Principio: después de que la aflatoxina en la solución de extracción de muestras es absorbida por la capa de adsorción de silicio y magnesio del tubo de microcolumna, muestra un anillo de fluorescencia azul-violeta bajo luz ultravioleta con una longitud de onda de 365 nm. Su intensidad de fluorescencia es consistente con una cierta densidad óptica proporcional al rango de aflatoxinas. Si la capa de adsorción de tipo silicio-magnesio no muestra fluorescencia azul-violeta, la muestra es negativa (la sensibilidad del método es de 5-10ug/kg). Dado que las aflatoxinas b1, b2, g1 y g2 no se pueden separar en la microcolumna, el resultado es el contenido total de aflatoxinas.

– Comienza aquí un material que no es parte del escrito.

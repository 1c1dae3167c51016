//! Task factories — how declarative task names become `Task` instances.

use std::collections::HashMap;

use serde_json::Value;

use crate::{Task, TaskBuildError};

/// Constructs tasks of one type from JSON parameters.
///
/// Registered in a [`TaskCatalog`] by the core or by plugins.  `params` is the
/// `params` object of a behavior-file task entry (`Value::Null` when absent).
pub trait TaskFactory: Send + Sync + 'static {
    /// The name behavior files use to request this task (e.g. `"stress"`).
    fn task_type(&self) -> &str;

    fn create(&self, params: &Value) -> Result<Box<dyn Task>, TaskBuildError>;
}

/// Task type name → factory.
///
/// Unlike the renderer registry, an unknown task type has no fallback: a
/// behavior file asking for a task nobody provides is an initialization
/// error.
#[derive(Default)]
pub struct TaskCatalog {
    factories: HashMap<String, Box<dyn TaskFactory>>,
}

impl TaskCatalog {
    pub fn new() -> Self {
        Self { factories: HashMap::new() }
    }

    /// Register `factory` under its `task_type()`.
    ///
    /// A later registration for the same name replaces the earlier one;
    /// returns `true` when that happened.
    pub fn register(&mut self, factory: Box<dyn TaskFactory>) -> bool {
        let name = factory.task_type().to_owned();
        let replaced = self.factories.insert(name.clone(), factory).is_some();
        if replaced {
            log::info!("task factory {name:?} replaced");
        } else {
            log::debug!("task factory {name:?} registered");
        }
        replaced
    }

    /// Move every factory of `other` into `self`, replacing on collision.
    pub fn merge(&mut self, other: TaskCatalog) {
        let mut factories: Vec<_> = other.factories.into_values().collect();
        factories.sort_unstable_by(|a, b| a.task_type().cmp(b.task_type()));
        for factory in factories {
            self.register(factory);
        }
    }

    /// Build a task of type `task_type`.
    pub fn create(&self, task_type: &str, params: &Value) -> Result<Box<dyn Task>, TaskBuildError> {
        self.factories
            .get(task_type)
            .ok_or_else(|| TaskBuildError::UnknownType(task_type.to_owned()))?
            .create(params)
    }

    pub fn contains(&self, task_type: &str) -> bool {
        self.factories.contains_key(task_type)
    }

    pub fn len(&self) -> usize {
        self.factories.len()
    }

    pub fn is_empty(&self) -> bool {
        self.factories.is_empty()
    }

    /// Registered task type names, sorted.
    pub fn task_types(&self) -> Vec<&str> {
        let mut names: Vec<&str> = self.factories.keys().map(String::as_str).collect();
        names.sort_unstable();
        names
    }
}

(4) Método de marcado con oro en un solo paso para detectar aflatoxinas
El método de marcado con oro en un solo paso para detectar aflatoxinas es un inmunoensayo en fase sólida diseñado con anticuerpos monoclonales. Esta prueba de aflatoxinas de un solo paso proporciona una detección cualitativa de aflatoxinas en una muestra en 5 a 10 minutos. Con la ayuda de estándares de aflatoxinas, este método puede estimar el contenido de aflatoxinas y es muy adecuado para pruebas de campo y selección preliminar de una gran cantidad de muestras.
5. Análisis de los métodos de detección
La cromatografía de película fina y la cromatografía líquida son métodos utilizados por la mayoría de las instituciones de pruebas nacionales debido a deficiencias como el largo ciclo de detección, los procedimientos complejos y la necesidad de. reactivos, están lejos de cumplir con los requisitos de las pruebas modernas. Con el desarrollo continuo de la ciencia y la tecnología modernas, especialmente la inmunología, la bioquímica y la biología molecular, la gente ha creado muchos métodos de detección de aflatoxinas rápidos, simples, específicos, sensibles, de bajo costo y aplicables. Estos métodos, representados por tiras reactivas estándar de oro, se han utilizado ampliamente en países avanzados. La introducción y digestión de estos métodos avanzados es una máxima prioridad en el campo de las pruebas en mi país. El método de la columna de inmunoafinidad tiene muchas ventajas, pero debido al alto costo de detección, no se ha popularizado. El método del papel de prueba con etiqueta dorada para la detección de aflatoxinas en un solo paso parece ser más adecuado para las condiciones nacionales de mi país y merece ser promocionado.